В воздухе еще тянуло запахом жареной крольчатины.
Хозяева ели ее на ужин. Служанка уже спала на верхнем этаже: она поднималась в пять утра.
И вдруг завсегдатаи услышали торопливые шаги, прочертившие шумную диагональ через площадь. Подбежавший к кафе человек завозился у двери, которую не сумел открыть сразу: в спешке он повернул ручку в обратную сторону.
Все уставились на него. Это был один из десяти вернских полицейских, отец многочисленного семейства, принятый на службу два года назад.
— Баас! Баас!
Несмотря на серьезность ситуации, все почувствовали, насколько неуместно его вторжение и присутствие в кафе, где собирается исключительно элита города, и чем больше бедняга съеживался, стараясь проскользнуть между столиками, тем чаще наталкивался на стулья.
Он даже не знал» вправе ли он говорить при всех.
Бургомистр посмотрел на него недобрыми глазами.
— Стреляли из револьвера…
Должен он говорить или не должен? Ну почему его не подбодрят хоть словом или взглядом?
— Один мертв.
Над сигарой поднялся густой клуб дыма, и Терлинк слегка пошевелил ногами.
— Это Жеф Клаас. Сперва он выстрелил через окно в барышню ван Хамме…
Все удивились, потому что Йорис Терлинк не шелохнулся и, более того, долго сидел с закрытыми глазами.
— Это случилось только что. Мой напарник ван Стетен остался на месте происшествия, а я побежал сюда.
Полицейскому очень хотелось подбодрить себя пивом или, лучше, можжевеловой, стаканы с которыми стояли на столах.
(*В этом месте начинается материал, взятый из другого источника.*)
impl FillEngine {
    /// Create an engine over a cost field
    ///
    /// # Arguments
    /// * `cost` - Shared cost model for the volume
    /// * `voxel_size` - Physical voxel sizes (x, y, z)
    /// * `config` - Fill parameters
    pub fn new(
        cost: Arc<dyn CostModel>,
        voxel_size: (f64, f64, f64),
        config: FillConfig,
    ) -> Result<Self, FillError> {
        config.validate()?;
        let (vsx, vsy, vsz) = voxel_size;
        for v in [vsx, vsy, vsz] {
            if !(v.is_finite() && v > 0.0) {
                return Err(FillError::InvalidConfig(format!(
                    "voxel sizes must be positive and finite, got {:?}",
                    voxel_size
                )));
            }
        }

        let steps = config
            .connectivity
            .offsets()
            .into_iter()
            .map(|offset| {
                let dx = offset[0] as f64 * vsx;
                let dy = offset[1] as f64 * vsy;
                let dz = offset[2] as f64 * vsz;
                Step {
                    offset,
                    length: (dx * dx + dy * dy + dz * dz).sqrt(),
                }
            })
            .collect();

        Ok(Self {
            cost,
            voxel_size,
            config,
            steps,
        })
    }

    pub fn config(&self) -> &FillConfig {
        &self.config
    }

    pub fn voxel_size(&self) -> (f64, f64, f64) {
        self.voxel_size
    }

    pub fn dims(&self) -> (usize, usize, usize) {
        self.cost.dims()
    }

    /// Fill outward from every coordinate of `path`.
    pub fn run(&self, path: &TracePath, cancel: &CancelToken) -> Result<FillResult, FillError> {
        self.run_with_progress(path, cancel, |_, _| {})
    }

    /// Fill with progress callback
    ///
    /// Calls `progress_callback(finalized, frontier_len)` every
    /// `progress_interval` finalized nodes and once when the run ends.
    pub fn run_with_progress<F>(
        &self,
        path: &TracePath,
        cancel: &CancelToken,
        mut progress_callback: F,
    ) -> Result<FillResult, FillError>
    where
        F: FnMut(usize, usize),
    {
        let dims = self.cost.dims();
        let (nx, ny, nz) = dims;
        let threshold = self.config.threshold;
        let threshold_mode = self.config.stop == StopPolicy::Threshold;
        let node_budget = match self.config.stop {
            StopPolicy::Exhaustive { node_budget } => node_budget,
            StopPolicy::Threshold => None,
        };
        let retain = self.config.retain_extra_nodes;
        let interval = self.config.progress_interval.max(1);

        let mut result = FillResult::empty(&path.name, threshold, dims);
        if path.is_empty() {
            progress_callback(0, 0);
            return Ok(result);
        }

        // Resolve seeds before touching any search state
        let mut seeds: Vec<Voxel> = Vec::with_capacity(path.len());
        for (i, &point) in path.points.iter().enumerate() {
            let voxel = seed_voxel(point, dims).ok_or_else(|| FillError::OutOfBounds {
                path: path.name.clone(),
                index: i,
                x: point[0],
                y: point[1],
                z: point[2],
                nx,
                ny,
                nz,
            })?;
            seeds.push(voxel);
        }

        let index = |v: Voxel| v[0] + v[1] * nx + v[2] * nx * ny;

        let mut frontier = Frontier::new();
        let mut best: HashMap<usize, f64> = HashMap::new();
        let mut finalized: HashSet<usize> = HashSet::new();

        for &voxel in &seeds {
            if best.insert(index(voxel), 0.0).is_none() {
                frontier.push(0.0, voxel);
            }
        }

        let mut status = FillStatus::Completed;
        loop {
            if cancel.is_cancelled() {
                status = FillStatus::Cancelled;
                break;
            }
            let Some((g, voxel)) = frontier.pop() else {
                break;
            };

            if threshold_mode && g > threshold {
                // Keep the entry so retained extras include it
                frontier.push(g, voxel);
                break;
            }

            let idx = index(voxel);
            if finalized.contains(&idx) {
                continue;
            }
            if best.get(&idx).map_or(false, |&b| b < g) {
                continue;
            }
            finalized.insert(idx);

            let node = Node { voxel, cost: g };
            if g <= threshold {
                result.nodes.push(node);
            } else if retain {
                result.extra.push(node);
            }

            if finalized.len() % interval == 0 {
                progress_callback(finalized.len(), frontier.len());
            }

            if let Some(budget) = node_budget {
                if finalized.len() >= budget {
                    status = FillStatus::BudgetExhausted;
                    break;
                }
            }

            // Relax neighbors
            let cost_here = self.cost.cost(voxel);
            for step in &self.steps {
                let x = voxel[0] as isize + step.offset[0];
                let y = voxel[1] as isize + step.offset[1];
                let z = voxel[2] as isize + step.offset[2];
                if x < 0 || y < 0 || z < 0 || x >= nx as isize || y >= ny as isize || z >= nz as isize {
                    continue;
                }
                let neighbor = [x as usize, y as usize, z as usize];
                let nidx = index(neighbor);
                if finalized.contains(&nidx) {
                    continue;
                }

                let candidate = g + 0.5 * (cost_here + self.cost.cost(neighbor)) * step.length;
                match best.entry(nidx) {
                    Entry::Occupied(mut e) => {
                        if candidate < *e.get() {
                            e.insert(candidate);
                            frontier.push(candidate, neighbor);
                        }
                    }
                    Entry::Vacant(e) => {
                        e.insert(candidate);
                        frontier.push(candidate, neighbor);
                    }
                }
            }
        }

        if retain && threshold_mode && status == FillStatus::Completed {
            let mut pending: HashSet<usize> = HashSet::new();
            for (g, voxel) in frontier.drain_sorted() {
                let idx = index(voxel);
                if finalized.contains(&idx) || best.get(&idx).map_or(false, |&b| b < g) {
                    continue;
                }
                // Later duplicates of the same voxel are stale by construction
                if pending.insert(idx) {
                    result.extra.push(Node { voxel, cost: g });
                }
            }
        }

        result.status = status;
        progress_callback(finalized.len(), frontier.len());
        debug!(
            "Fill '{}': {} seeds, {} nodes <= {}, {} extra, status {:?}",
            path.name,
            seeds.len(),
            result.nodes.len(),
            threshold,
            result.extra.len(),
            status
        );

        Ok(result)
    }
}
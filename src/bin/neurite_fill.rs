use std::path::PathBuf;
use std::process::ExitCode;

use clap::{ArgAction, Parser, ValueHint};
use log::info;
use neurite_fill::batch::{load_config, run_batch, BatchConfig};

/// Fill traced neurites of every image in a folder and write binary masks
#[derive(Parser)]
#[command(author, version, about)]
struct Cli {
    /// JSON batch configuration; flags below override its fields
    #[arg(long, value_hint = ValueHint::FilePath)]
    config: Option<PathBuf>,

    /// Folder searched recursively for images
    #[arg(long, short, value_hint = ValueHint::DirPath)]
    input: Option<PathBuf>,

    /// Folder receiving the masks
    #[arg(long, short, value_hint = ValueHint::DirPath)]
    output: Option<PathBuf>,

    /// Image file name suffix (default ".nd2")
    #[arg(long)]
    suffix: Option<String>,

    /// Maximum accumulated cost of a filled voxel (default 0.01)
    #[arg(long, short)]
    threshold: Option<f64>,

    /// Fill worker threads; 0 uses every CPU
    #[arg(long, short)]
    workers: Option<usize>,

    /// Write uncompressed .nii instead of .nii.gz
    #[arg(long = "no-compress", action = ArgAction::SetFalse, default_value_t = true)]
    compress: bool,

    /// Also write the per-voxel minimum cost map
    #[arg(long)]
    cost_map: bool,

    /// Also write source intensities inside the mask
    #[arg(long)]
    masked_intensity: bool,

    /// Destination for the JSON batch report
    #[arg(long, value_hint = ValueHint::FilePath)]
    report: Option<PathBuf>,
}

fn main() -> ExitCode {
    env_logger::Builder::from_env(env_logger::Env::default().default_filter_or("info")).init();

    match try_main() {
        Ok(true) => ExitCode::SUCCESS,
        Ok(false) => ExitCode::from(2),
        Err(err) => {
            eprintln!("error: {err}");
            ExitCode::FAILURE
        }
    }
}

/// Returns whether every processed file completed.
fn try_main() -> Result<bool, String> {
    let cli = Cli::parse();
    let config = build_config(cli)?;

    let report = run_batch(&config).map_err(|e| e.to_string())?;
    if let Some(path) = &config.report_json {
        report.write_json(path)?;
        info!("Report written to {}", path.display());
    }

    let s = report.summary();
    println!(
        "{} images: {} completed, {} partially failed, {} skipped, {} failed, {} cancelled",
        s.total, s.completed, s.partially_failed, s.skipped, s.failed, s.cancelled
    );
    Ok(s.failed == 0 && s.partially_failed == 0 && s.cancelled == 0)
}

fn build_config(cli: Cli) -> Result<BatchConfig, String> {
    let mut config = match &cli.config {
        Some(path) => load_config(path)?,
        None => BatchConfig::default(),
    };

    if let Some(input) = cli.input {
        config.input_root = input;
    }
    if let Some(output) = cli.output {
        config.output_root = output;
    }
    if let Some(suffix) = cli.suffix {
        config.suffix = suffix;
    }
    if let Some(threshold) = cli.threshold {
        config.fill.threshold = threshold;
    }
    if let Some(workers) = cli.workers {
        config.workers = workers;
    }
    if !cli.compress {
        config.compress = false;
    }
    config.write_cost_map |= cli.cost_map;
    config.write_masked_intensity |= cli.masked_intensity;
    if cli.report.is_some() {
        config.report_json = cli.report;
    }

    config.validate().map_err(|e| e.to_string())?;
    Ok(config)
}
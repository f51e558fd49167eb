use serde::{Deserialize, Serialize};

use crate::error::FillError;

/// Voxel adjacency used when expanding a fill
#[derive(Clone, Copy, Debug, Default, PartialEq, Eq, Serialize, Deserialize)]
#[serde(rename_all = "snake_case")]
pub enum Connectivity {
    /// Face neighbors only
    Six,
    /// Face and edge neighbors
    Eighteen,
    /// Face, edge and corner neighbors
    #[default]
    TwentySix,
}

impl Connectivity {
    /// Neighbor offsets, excluding the center voxel.
    pub fn offsets(self) -> Vec<[isize; 3]> {
        let mut out = Vec::with_capacity(26);
        for dz in -1isize..=1 {
            for dy in -1isize..=1 {
                for dx in -1isize..=1 {
                    let order = dx.abs() + dy.abs() + dz.abs();
                    let keep = match self {
                        Connectivity::Six => order == 1,
                        Connectivity::Eighteen => order == 1 || order == 2,
                        Connectivity::TwentySix => order >= 1,
                    };
                    if keep {
                        out.push([dx, dy, dz]);
                    }
                }
            }
        }
        out
    }
}

/// When a fill stops expanding
#[derive(Clone, Copy, Debug, PartialEq, Serialize, Deserialize)]
#[serde(tag = "mode", rename_all = "snake_case")]
pub enum StopPolicy {
    /// Stop once the cheapest pending node costs more than the threshold
    Threshold,
    /// Expand until the frontier is empty or `node_budget` nodes are finalized
    Exhaustive { node_budget: Option<usize> },
}

impl Default for StopPolicy {
    fn default() -> Self {
        StopPolicy::Threshold
    }
}

/// Parameters for a single fill run
///
/// Built once and shared by every run on a file.
#[derive(Clone, Debug, PartialEq, Serialize, Deserialize)]
#[serde(default)]
pub struct FillConfig {
    /// Maximum accumulated cost of a filled voxel (default 0.01)
    pub threshold: f64,
    /// Stop policy (default threshold)
    pub stop: StopPolicy,
    /// Keep nodes beyond the threshold for diagnostics (default false)
    pub retain_extra_nodes: bool,
    /// Neighborhood (default 26-connected)
    pub connectivity: Connectivity,
    /// Finalized-node interval between progress callbacks (default 4096)
    pub progress_interval: usize,
}

impl Default for FillConfig {
    fn default() -> Self {
        Self {
            threshold: 0.01,
            stop: StopPolicy::Threshold,
            retain_extra_nodes: false,
            connectivity: Connectivity::TwentySix,
            progress_interval: 4096,
        }
    }
}

impl FillConfig {
    pub fn with_threshold(threshold: f64) -> Self {
        Self {
            threshold,
            ..Default::default()
        }
    }

    pub fn validate(&self) -> Result<(), FillError> {
        if !(self.threshold.is_finite() && self.threshold >= 0.0) {
            return Err(FillError::InvalidConfig(format!(
                "fill threshold must be finite and non-negative, got {}",
                self.threshold
            )));
        }
        Ok(())
    }
}
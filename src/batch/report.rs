use std::path::{Path, PathBuf};

use serde::Serialize;

use crate::error::{ErrorKind, FillError};

/// How processing of one image ended
#[derive(Clone, Copy, Debug, PartialEq, Eq, Serialize)]
#[serde(rename_all = "snake_case")]
pub enum FileStatus {
    /// Every path filled and the mask was written
    Completed,
    /// Mask written, but some paths failed to fill
    PartiallyFailed,
    /// Cancellation observed; any mask written holds partial fills
    Cancelled,
    /// No companion trace file
    Skipped,
    /// Inputs unreadable or the mask could not be written
    Failed,
}

/// One error recorded against a file.
#[derive(Clone, Debug, Serialize)]
pub struct FileIssue {
    pub kind: ErrorKind,
    /// Path the error belongs to, for per-run failures
    #[serde(skip_serializing_if = "Option::is_none")]
    pub path: Option<String>,
    pub message: String,
}

impl FileIssue {
    pub fn from_error(err: &FillError) -> Self {
        Self {
            kind: err.kind(),
            path: None,
            message: err.to_string(),
        }
    }

    pub fn for_path(err: &FillError, path: &str) -> Self {
        Self {
            path: Some(path.to_string()),
            ..Self::from_error(err)
        }
    }
}

#[derive(Clone, Debug, Serialize)]
pub struct FileReport {
    pub image: PathBuf,
    pub traces: Option<PathBuf>,
    /// Written mask, if any
    pub output: Option<PathBuf>,
    pub status: FileStatus,
    /// Paths found in the trace file
    pub paths: usize,
    /// Runs that produced a result
    pub fills: usize,
    /// True voxels in the merged mask
    pub filled_voxels: usize,
    pub issues: Vec<FileIssue>,
    pub warnings: Vec<String>,
    pub elapsed_secs: f64,
}

impl FileReport {
    pub fn new(image: &Path, traces: Option<&Path>) -> Self {
        Self {
            image: image.to_path_buf(),
            traces: traces.map(Path::to_path_buf),
            output: None,
            status: FileStatus::Completed,
            paths: 0,
            fills: 0,
            filled_voxels: 0,
            issues: Vec::new(),
            warnings: Vec::new(),
            elapsed_secs: 0.0,
        }
    }

    /// Record an error that ends processing of this file.
    pub fn fail(&mut self, status: FileStatus, err: &FillError) {
        self.status = status;
        self.issues.push(FileIssue::from_error(err));
    }

    pub fn has_issue(&self, kind: ErrorKind) -> bool {
        self.issues.iter().any(|i| i.kind == kind)
    }
}

/// Counts of file outcomes.
#[derive(Clone, Copy, Debug, Default, PartialEq, Eq, Serialize)]
pub struct BatchSummary {
    pub total: usize,
    pub completed: usize,
    pub partially_failed: usize,
    pub cancelled: usize,
    pub skipped: usize,
    pub failed: usize,
}

#[derive(Clone, Debug, Serialize)]
pub struct BatchReport {
    pub input_root: PathBuf,
    pub output_root: PathBuf,
    /// Parts of the input tree that could not be listed
    pub discovery_issues: Vec<FileIssue>,
    pub files: Vec<FileReport>,
}

impl BatchReport {
    pub fn new(input_root: &Path, output_root: &Path) -> Self {
        Self {
            input_root: input_root.to_path_buf(),
            output_root: output_root.to_path_buf(),
            discovery_issues: Vec::new(),
            files: Vec::new(),
        }
    }

    pub fn summary(&self) -> BatchSummary {
        let mut s = BatchSummary {
            total: self.files.len(),
            ..Default::default()
        };
        for f in &self.files {
            match f.status {
                FileStatus::Completed => s.completed += 1,
                FileStatus::PartiallyFailed => s.partially_failed += 1,
                FileStatus::Cancelled => s.cancelled += 1,
                FileStatus::Skipped => s.skipped += 1,
                FileStatus::Failed => s.failed += 1,
            }
        }
        s
    }

    /// Report for the given image, if it was discovered.
    pub fn file(&self, image: &Path) -> Option<&FileReport> {
        self.files.iter().find(|f| f.image == image)
    }

    pub fn write_json(&self, path: &Path) -> Result<(), String> {
        let json = serde_json::to_string_pretty(self)
            .map_err(|e| format!("Failed to serialize report: {e}"))?;
        std::fs::write(path, json)
            .map_err(|e| format!("Failed to write report {}: {e}", path.display()))
    }
}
— Мертва? — осведомился наконец Терлинк.
— Не думаю. Она была еще жива, когда…
Бургомистр снял с крючка свою шубу, нахлобучил выдровую шапку:
— Пошли!
Идти было недалеко: ван Хамме жил на Рыночной улице, через три дома от ван Мелле, где Терлинк купил куропатку. Но лавка была давно уже закрыта. В темных углах, держась на известной дистанции, жались люди.
Дом у ван Хамме был большой, каждый этаж тремя окнами выходил на улицу, как у бургомистра, да и у других здесь по вечерам не закрывали ставни, может быть, для того, чтобы показать всем богатство обстановки.
Комиссар Клооп был уже на месте. С ним трое полицейских.
Понять, что произошло, особенно увидев на тротуаре осколки стекла, было нетрудно.
Один из углов передней комнаты в доме ван Хамме занимал рояль. Лина, без сомнения, играла. Толстяк ван Хамме, ее отец, весивший сто тридцать кило, наверняка стоял рядом, переворачивая нотные страницы.
Жеф Клаас выстрелил с улицы, целясь в Лину.